La brêve du vendredi (dont tout le monde se fout mais quand même)

Comme une envie de tirer la chasse d’eau.

Depuis mon premier article de la semaine, il y a eu le départ de mon homme pour une formation de 2 semaines à des centaines de kilomètres de moi, une violation de contrôle judiciaire de la part de Darth, des insultes, menaces et prise à partie d’enfants, puis une audience JAF obtenue en référé d’heure à heure (trop la classe !), pour finir par un retour aux habitudes de harcèlement  téléphonique pendant toute une nuit, sms inclus, ce qui induit une seconde violation de son contrôle judiciaire (quel imbécile). La routine habituelle quoi ! (référence ultra connue… kikisoraladoné ?)

Comme une envie de chute(s).

La sienne, la mienne, quelques fois, je me pose réellement la question, mais je vous rassure, la plupart du temps, je pense que c’est lui qui devrait tenter le grand saut. Le problème, c’est qu’il est assez bien pourvu en orgueil le gaillard, alors, même pas la peine de compter sur l’éventualité. Ce serait trop beau. Comment ? Désabusée ? Un brin peut être, oui, mais si peu. Louve, poule et tigresse à la fois, là c’est une certitude.

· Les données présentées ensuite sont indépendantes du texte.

// Copyright 2025 jonefeewang@gmail.com
//
// Licensed under the Apache License, Version 2.0 (the "License");
// you may not use this file except in compliance with the License.
// You may obtain a copy of the License at
//
//     http://www.apache.org/licenses/LICENSE-2.0
//
// Unless required by applicable law or agreed to in writing, software
// distributed under the License is distributed on an "AS IS" BASIS,
// WITHOUT WARRANTIES OR CONDITIONS OF ANY KIND, either express or implied.
// See the License for the specific language governing permissions and
// limitations under the License.

extern crate config as _;

use std::path::Path;

use serde::{Deserialize, Serialize};

use super::{AppError, AppResult};

#[derive(Debug, Serialize, Deserialize, Clone)]
#[serde(default)]
pub struct NetworkConfig {
    pub ip: String,
    pub port: u16,
    pub max_connection: usize,
    /// Size of the scratch buffer used for each socket read.
    pub read_buffer_size: usize,
}

impl Default for NetworkConfig {
    fn default() -> Self {
        NetworkConfig {
            ip: "127.0.0.1".to_string(),
            port: 9090,
            max_connection: 1024,
            read_buffer_size: 4 * 1024,
        }
    }
}

/// Per-connection timeouts, all in seconds.
#[derive(Debug, Serialize, Deserialize, Clone)]
#[serde(default)]
pub struct ConnectionConfig {
    pub idle_timeout: u64,
    pub request_timeout: u64,
    pub shutdown_timeout: u64,
}

impl Default for ConnectionConfig {
    fn default() -> Self {
        ConnectionConfig {
            idle_timeout: 60,
            request_timeout: 30,
            shutdown_timeout: 5,
        }
    }
}

#[derive(Debug, Serialize, Deserialize, Clone)]
#[serde(default)]
pub struct TaskConfig {
    pub channel_capacity: usize,
    pub num_workers: usize,
}

impl Default for TaskConfig {
    fn default() -> Self {
        TaskConfig {
            channel_capacity: 1024,
            num_workers: num_cpus::get(),
        }
    }
}

#[derive(Debug, Default, Clone, Deserialize, Serialize)]
#[serde(default)]
pub struct ServerConfig {
    pub network: NetworkConfig,
    pub connection: ConnectionConfig,
    pub task: TaskConfig,
}

impl ServerConfig {
    /// Loads the TOML file at `path`, then applies `WIREHUB_`-prefixed
    /// environment overrides such as `WIREHUB_NETWORK__PORT=9000`.
    pub fn set_up_config<P: AsRef<Path>>(path: P) -> AppResult<ServerConfig> {
        let path_str = path
            .as_ref()
            .to_str()
            .ok_or(AppError::InvalidValue(format!(
                "config file path: {}",
                path.as_ref().to_string_lossy()
            )))?;
        let config = config::Config::builder()
            .add_source(config::File::with_name(path_str))
            .add_source(
                config::Environment::with_prefix("WIREHUB")
                    .prefix_separator("_")
                    .separator("__"),
            )
            .build()?;

        let server_config: ServerConfig = config.try_deserialize()?;
        server_config.validate()?;

        Ok(server_config)
    }

    pub fn validate(&self) -> AppResult<()> {
        let connection = &self.connection;
        if connection.idle_timeout == 0
            || connection.request_timeout == 0
            || connection.shutdown_timeout == 0
        {
            return Err(AppError::InvalidValue(
                "timeouts must be at least one second".to_string(),
            ));
        }
        if self.network.max_connection == 0 {
            return Err(AppError::InvalidValue(
                "max_connection must be positive".to_string(),
            ));
        }
        if self.task.num_workers == 0 || self.task.channel_capacity == 0 {
            return Err(AppError::InvalidValue(
                "task pool needs at least one worker and a non-empty queue".to_string(),
            ));
        }
        Ok(())
    }
}

#[cfg(test)]
mod tests {
    use std::io::Write;

    use super::*;

    #[test]
    fn test_load_partial_config() {
        let mut file = tempfile::Builder::new().suffix(".toml").tempfile().unwrap();
        writeln!(
            file,
            r#"
[network]
port = 7000

[connection]
idle_timeout = 15
"#
        )
        .unwrap();

        let config = ServerConfig::set_up_config(file.path()).unwrap();
        assert_eq!(config.network.port, 7000);
        assert_eq!(config.network.ip, "127.0.0.1");
        assert_eq!(config.connection.idle_timeout, 15);
        assert_eq!(config.connection.request_timeout, 30);
    }

    #[test]
    fn test_reject_zero_timeout() {
        let mut file = tempfile::Builder::new().suffix(".toml").tempfile().unwrap();
        writeln!(file, "[connection]\nidle_timeout = 0").unwrap();

        let result = ServerConfig::set_up_config(file.path());
        assert!(matches!(result, Err(AppError::InvalidValue(_))));
    }

    #[test]
    fn test_sample_config_matches_defaults() {
        let path = Path::new(env!("CARGO_MANIFEST_DIR")).join("conf.toml");
        let config = ServerConfig::set_up_config(path).unwrap();
        let defaults = ServerConfig::default();
        assert_eq!(config.network.port, defaults.network.port);
        assert_eq!(
            config.network.read_buffer_size,
            defaults.network.read_buffer_size
        );
        assert_eq!(
            config.connection.shutdown_timeout,
            defaults.connection.shutdown_timeout
        );
        assert_eq!(config.task.channel_capacity, defaults.task.channel_capacity);
        assert_eq!(config.task.num_workers, 4);
    }

    #[test]
    fn test_missing_file() {
        let result = ServerConfig::set_up_config("/nonexistent/wirehub.toml");
        assert!(matches!(result, Err(AppError::ConfigFileError(_))));
    }
}
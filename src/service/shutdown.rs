// Copyright 2025 jonefeewang@gmail.com
//
// Licensed under the Apache License, Version 2.0 (the "License");
// you may not use this file except in compliance with the License.
// You may obtain a copy of the License at
//
//     http://www.apache.org/licenses/LICENSE-2.0
//
// Unless required by applicable law or agreed to in writing, software
// distributed under the License is distributed on an "AS IS" BASIS,
// WITHOUT WARRANTIES OR CONDITIONS OF ANY KIND, either express or implied.
// See the License for the specific language governing permissions and
// limitations under the License.

use tokio::sync::broadcast;

/// Listens for the process-wide shutdown broadcast.
///
/// Once the signal is seen, or the sender is dropped, every later `recv`
/// returns immediately.
#[derive(Debug)]
pub struct Shutdown {
    is_shutdown: bool,
    notify: broadcast::Receiver<()>,
}

impl Shutdown {
    pub fn new(notify: broadcast::Receiver<()>) -> Shutdown {
        Shutdown {
            is_shutdown: false,
            notify,
        }
    }

    pub fn subscribe(sender: &broadcast::Sender<()>) -> Shutdown {
        Shutdown::new(sender.subscribe())
    }

    pub fn is_shutdown(&self) -> bool {
        self.is_shutdown
    }

    pub async fn recv(&mut self) {
        if self.is_shutdown {
            return;
        }
        // Lagged and Closed both mean the signal has been (or can no longer be) sent
        let _ = self.notify.recv().await;
        self.is_shutdown = true;
    }
}
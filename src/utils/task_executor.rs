// Copyright 2025 jonefeewang@gmail.com
//
// Licensed under the Apache License, Version 2.0 (the "License");
// you may not use this file except in compliance with the License.
// You may obtain a copy of the License at
//
//     http://www.apache.org/licenses/LICENSE-2.0
//
// Unless required by applicable law or agreed to in writing, software
// distributed under the License is distributed on an "AS IS" BASIS,
// WITHOUT WARRANTIES OR CONDITIONS OF ANY KIND, either express or implied.
// See the License for the specific language governing permissions and
// limitations under the License.

use std::any::type_name;
use std::future::Future;
use std::pin::Pin;
use std::sync::atomic::{AtomicBool, AtomicU64, Ordering};
use std::sync::Arc;

use tokio::sync::broadcast;
use tokio::task::JoinError;
use tokio::time::{Duration, Instant};
use tokio_util::sync::CancellationToken;
use tracing::{debug, error};

use super::task_watchdog::{OutcomeSlot, TaskRecord, TaskWatchdog};
use crate::service::{Metrics, TaskConfig};
use crate::{AppError, AppResult, Shutdown};

type Job = Pin<Box<dyn Future<Output = ()> + Send>>;

/// Caller's view of a submitted task.
#[derive(Debug, Clone)]
pub struct TaskHandle {
    id: u64,
    token: CancellationToken,
    finished: Arc<AtomicBool>,
}

impl TaskHandle {
    pub fn id(&self) -> u64 {
        self.id
    }

    pub fn cancel(&self) {
        self.token.cancel();
    }

    pub fn is_cancelled(&self) -> bool {
        self.token.is_cancelled()
    }

    pub fn is_finished(&self) -> bool {
        self.finished.load(Ordering::Acquire)
    }
}

/// Runs bounded-lifetime work on a fixed pool of workers and hands every
/// submission's deadline to a [`TaskWatchdog`].
#[derive(Clone)]
pub struct TaskExecutor {
    queue: async_channel::Sender<Job>,
    watchdog: Arc<TaskWatchdog>,
    next_id: Arc<AtomicU64>,
    metrics: Arc<dyn Metrics>,
}

impl TaskExecutor {
    /// Spawns the workers and the watchdog; all of them stop on the shutdown
    /// broadcast.
    pub fn new(
        config: &TaskConfig,
        metrics: Arc<dyn Metrics>,
        notify_shutdown: broadcast::Sender<()>,
    ) -> Self {
        let (queue, jobs) = async_channel::bounded::<Job>(config.channel_capacity);
        for id in 0..config.num_workers {
            spawn_worker(id, jobs.clone(), Shutdown::subscribe(&notify_shutdown));
        }
        let watchdog = TaskWatchdog::new(metrics.clone());
        watchdog.clone().start(notify_shutdown);

        TaskExecutor {
            queue,
            watchdog,
            next_id: Arc::new(AtomicU64::new(1)),
            metrics,
        }
    }

    pub fn watchdog(&self) -> &Arc<TaskWatchdog> {
        &self.watchdog
    }

    /// Queues `work` and starts its deadline clock.
    ///
    /// Errors and panics from `work` are reported by the watchdog only.
    pub async fn submit<F>(&self, name: &str, work: F, timeout_secs: u64) -> AppResult<TaskHandle>
    where
        F: Future<Output = AppResult<()>> + Send + 'static,
    {
        let id = self.next_id.fetch_add(1, Ordering::Relaxed);
        let token = CancellationToken::new();
        let finished = Arc::new(AtomicBool::new(false));
        let outcome: OutcomeSlot = Arc::new(parking_lot::Mutex::new(None));

        // tracked before it can run, so a fast task never finishes untracked
        self.watchdog.track(
            id,
            TaskRecord {
                name: name.to_string(),
                token: token.clone(),
                outcome: outcome.clone(),
                submitted_at: Instant::now(),
                timeout: Duration::from_secs(timeout_secs),
            },
        );

        let job_token = token.clone();
        let job_finished = finished.clone();
        let watchdog = self.watchdog.clone();
        let job = async move {
            let result = if job_token.is_cancelled() {
                Err(AppError::TaskCancelled(id))
            } else {
                let guarded = async move {
                    tokio::select! {
                        biased;
                        _ = job_token.cancelled() => Err(AppError::TaskCancelled(id)),
                        result = work => result,
                    }
                };
                // run apart from the worker so a panic only takes the task down
                match tokio::spawn(guarded).await {
                    Ok(result) => result,
                    Err(join_error) => Err(AppError::TaskPanicked(panic_message(join_error))),
                }
            };
            *outcome.lock() = Some(result);
            job_finished.store(true, Ordering::Release);
            watchdog.notify_finished();
        };

        if let Err(e) = self.queue.send(Box::pin(job)).await {
            self.watchdog.untrack(id);
            return Err(AppError::ChannelSendError(e.to_string()));
        }
        self.metrics.task_submitted();

        Ok(TaskHandle {
            id,
            token,
            finished,
        })
    }
}

fn spawn_worker(id: usize, jobs: async_channel::Receiver<Job>, mut shutdown: Shutdown) {
    tokio::spawn(async move {
        debug!("task worker {} started", id);
        loop {
            tokio::select! {
                job = jobs.recv() => match job {
                    Ok(job) => job.await,
                    Err(_) => break,
                },
                _ = shutdown.recv() => break,
            }
        }
        debug!("task worker {} exited", id);
    });
}

fn panic_message(join_error: JoinError) -> String {
    if join_error.is_cancelled() {
        return "task aborted".to_string();
    }
    let payload = join_error.into_panic();
    if let Some(message) = payload.downcast_ref::<&'static str>() {
        message.to_string()
    } else if let Some(message) = payload.downcast_ref::<String>() {
        message.clone()
    } else {
        let type_name = get_type_name(&payload);
        error!("task panicked with an unknown payload type: {}", type_name);
        format!("unknown panic payload: {}", type_name)
    }
}

fn get_type_name<T>(_: &T) -> &'static str {
    type_name::<T>()
}

#[cfg(test)]
mod tests {
    use rstest::{fixture, rstest};

    use super::*;
    use crate::service::{setup_local_tracing, InMemoryMetrics};

    #[fixture]
    #[once]
    fn setup() {
        setup_local_tracing().expect("failed to setup tracing");
    }

    fn executor(metrics: Arc<InMemoryMetrics>) -> (TaskExecutor, broadcast::Sender<()>) {
        let (notify_shutdown, _) = broadcast::channel(1);
        let config = TaskConfig {
            channel_capacity: 16,
            num_workers: 2,
        };
        let executor = TaskExecutor::new(&config, metrics, notify_shutdown.clone());
        (executor, notify_shutdown)
    }

    #[rstest]
    #[tokio::test(start_paused = true)]
    async fn test_hung_task_cancelled_after_deadline(_setup: ()) {
        let metrics = Arc::new(InMemoryMetrics::default());
        let (executor, _notify) = executor(metrics.clone());

        let handle = executor
            .submit("hung", std::future::pending(), 5)
            .await
            .unwrap();
        assert_eq!(executor.watchdog().tracked(), 1);

        tokio::time::sleep(Duration::from_millis(4900)).await;
        assert!(!handle.is_cancelled());
        assert_eq!(executor.watchdog().tracked(), 1);

        tokio::time::sleep(Duration::from_millis(200)).await;
        assert!(handle.is_cancelled());
        assert_eq!(executor.watchdog().tracked(), 0);
        assert_eq!(metrics.snapshot().tasks_timed_out, 1);

        // the worker is released once the cancelled task unwinds
        tokio::time::sleep(Duration::from_millis(10)).await;
        assert!(handle.is_finished());
    }

    #[rstest]
    #[tokio::test(start_paused = true)]
    async fn test_completed_task_untracked(_setup: ()) {
        let metrics = Arc::new(InMemoryMetrics::default());
        let (executor, _notify) = executor(metrics.clone());

        let handle = executor
            .submit(
                "quick",
                async {
                    tokio::time::sleep(Duration::from_secs(1)).await;
                    Ok(())
                },
                10,
            )
            .await
            .unwrap();

        tokio::time::sleep(Duration::from_secs(2)).await;
        assert!(handle.is_finished());
        assert!(!handle.is_cancelled());
        assert_eq!(executor.watchdog().tracked(), 0);
        let snapshot = metrics.snapshot();
        assert_eq!(snapshot.tasks_submitted, 1);
        assert_eq!(snapshot.tasks_completed, 1);
    }

    #[rstest]
    #[tokio::test(start_paused = true)]
    async fn test_failures_stay_inside_watchdog(_setup: ()) {
        let metrics = Arc::new(InMemoryMetrics::default());
        let (executor, _notify) = executor(metrics.clone());

        executor
            .submit(
                "failing",
                async { Err(AppError::InvalidValue("bad input".into())) },
                10,
            )
            .await
            .unwrap();
        executor
            .submit(
                "panicking",
                async {
                    if true {
                        panic!("handler bug");
                    }
                    Ok(())
                },
                10,
            )
            .await
            .unwrap();

        tokio::time::sleep(Duration::from_millis(100)).await;
        assert_eq!(executor.watchdog().tracked(), 0);
        assert_eq!(metrics.snapshot().tasks_failed, 2);

        // the pool still runs work afterwards
        let handle = executor.submit("after", async { Ok(()) }, 10).await.unwrap();
        tokio::time::sleep(Duration::from_millis(100)).await;
        assert!(handle.is_finished());
    }

    #[rstest]
    #[tokio::test(start_paused = true)]
    async fn test_caller_cancel(_setup: ()) {
        let metrics = Arc::new(InMemoryMetrics::default());
        let (executor, _notify) = executor(metrics.clone());

        let handle = executor
            .submit("cancel-me", std::future::pending(), 60)
            .await
            .unwrap();
        handle.cancel();
        tokio::time::sleep(Duration::from_millis(100)).await;
        assert!(handle.is_finished());
        assert_eq!(executor.watchdog().tracked(), 0);
        // a caller-side cancel is reported as a failed task
        assert_eq!(metrics.snapshot().tasks_failed, 1);
    }
}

Comme une envie d’horizon(s).

De découvrir une autre vie, avec d’autres gens, d’autres modes, d’autres rituels, d’autres envies, d’autres passions, d’autres projets. En fait, avec tout ce qui pourrait faire mon quotidien mais que je n’ose pas entreprendre de peur qu’il interrompe, salisse ou fracasse tout. Il a réussi à imposer sa loi pendant de longues années… le laisseront-ils faire de même aujourd’hui que ma liberté est censée m’appartenir ? Je ne crois pas en Dieu. Je ne sais plus si j’ai jamais cru un jour en la Justice (oui, je sais, je ne facilite pas ma rédemption, mais que voulez-vous, on ne se refait pas). Bizarrement, j’ai bien envie de croire en quelque chose, là, tout de suite.

Aucun message ce soir, ni pour eux, ni pour moi.

It’s a brand new day

Ma vie est un film. Un vrai. C’est pas juste « l’expression », c’est l’expression de ces derniers mois. Je m’explique. Je vais écrire. Là encore, ce n’est pas qu’une expression. Ce que j’ai traversé, traverse et m’apprête à affronter est tout aussi haletant qu’un bon roman, rebondissant qu’un thriller bien mené, attendrissant qu’une comédie familiale…. sauf que… sauf que c’est vrai.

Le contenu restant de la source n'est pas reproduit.